Coming of age during the Great Depression, Gordon C. Preston P’71, P’72, P’77, GP ’02, GP ’04, GP ’07, GP’20 had developed a reputation as a standout athlete in the Cortland, N.Y. area. He was a scratch golfer, winning the county’s amateur tournament in 1933, and an ace on the basketball court, anchoring Cortland High School’s championship team that same year. He earned a basketball scholarship to Syracuse University, but without his contributions to the household income, his family would have lost their apartment, and ultimately he had to turn down the chance to attend college.
A generation later, when his children were beginning to look at colleges, Gordon and his wife Hester had “saved religiously toward that purpose so we all received the best possible college education,” recalls their son John Preston ’71, P’20. “As a consequence of their planned savings and hard work, we were able to attend whatever school we chose. The important thing was that we go to a place where learning was valued and excitement was created by confronting new opportunities.”
For John, his brother Fred ’72 and sister Ruth Preston Teague ’77, P’02, P’04, P’07 that school was Hobart and William Smith.
Now, with a $100,000 gift to the Colleges, John and his wife Patricia P’20 have created the Gordon C. Preston Endowed Family Scholarship to ensure that talented students from Central New York and the Southern Tier region have the means and access to a transformative education.
John, who is now a principal and portfolio manager at Watts Capital in Manhattan, says this kind of “open opportunity” was at the heart of what his parents wanted for their family.
“I think the most important thing was that we understood we had choices,” he explains. “I don’t think my parents had any expectations that we would go to school to be trained for a specific career. Without the question of affordability hanging over our heads, they expected we would find our way, learning as we went along.”
In the Preston household, John recalls, the notion of lifelong learning was instilled early — both by his mother, a graduate of Elmira College and a teacher in the Cortland and Homer, N.Y. school systems, and his father, who after serving in the South Pacific during World War II, rose to become treasurer and head of human resources at Crescent Corset Company while teaching himself accounting.
With that example, John and his siblings “grew up with the idea that there wasn’t anything we couldn’t do,” he says.
As he, Fred and Ruth — as well as a number of their cousins, children and extended family members — matriculated and graduated from Hobart and William Smith, Gordon and Hester’s relationship with the Colleges only grew. They traveled to campus for basketball games and parents weekends, made friends with fellow HWS parents; Gordon, a longtime supporter of the Statesmen Athletic Association, moved to Geneva in his later years. The bond they felt with the Colleges, John says, arose out of “a shared respect for the values of a liberal arts education, lifelong learning and hard work.”
That bond is now cemented in the scholarship, which will bring new generations of students and families who share those values into the Hobart and William Smith community.
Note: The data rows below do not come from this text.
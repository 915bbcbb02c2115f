//! Directory index fetching and folder resolution.

use crate::client::DisboxClient;
use crate::error::{DisboxError, Result};
use crate::fs::node::DirectoryNode;
use super::utils::folder_segments;

/// Descend from the root level into `folder`, one `/`-separated segment at a time.
///
/// Fails with `NotFound` when a segment is absent or names a file, and with
/// `MalformedResponse` when a segment names an entry the server sent in an unreadable shape.
pub fn resolve_folder(root: DirectoryNode, folder: &str) -> Result<DirectoryNode> {
    let mut level = root;
    for segment in folder_segments(folder) {
        level = level.into_children(segment).map_err(|err| match err {
            DisboxError::NotFound(_) => {
                DisboxError::NotFound(format!("Invalid folder name: {} (in {})", segment, folder))
            }
            other => other,
        })?;
    }
    Ok(level)
}

impl DisboxClient {
    /// Fetch the directory index, optionally narrowed to one folder.
    ///
    /// The whole tree is fetched from the server on every call.
    ///
    /// # Arguments
    /// * `folder` - Remote folder path such as `"photos/2023"`; `None` for the root
    pub async fn fetch_tree(&self, folder: Option<&str>) -> Result<DirectoryNode> {
        let root = self.api().get_tree().await?;
        match folder {
            Some(folder) => resolve_folder(root, folder),
            None => Ok(root),
        }
    }
}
John and Patricia are hopeful that their $100,000 commitment is just the beginning. The fund is open to contributions from family, friends and those who share the desire to help students of talent and ability to pursue their dreams. To give to the Gordon C. Preston Endowed Family Scholarship, contact Ben Foster ’95, senior director of leadership giving at the HWS Office of Advancement, (315) 781-3776.
As for what Gordon would have made of the scholarship’s namesake, John says “he was a humble guy. He probably would’ve downplayed this, but he would’ve been incredibly proud knowing that students, whatever their field of endeavor might be, will have the opportunity, like we did, to build lives of consequence.”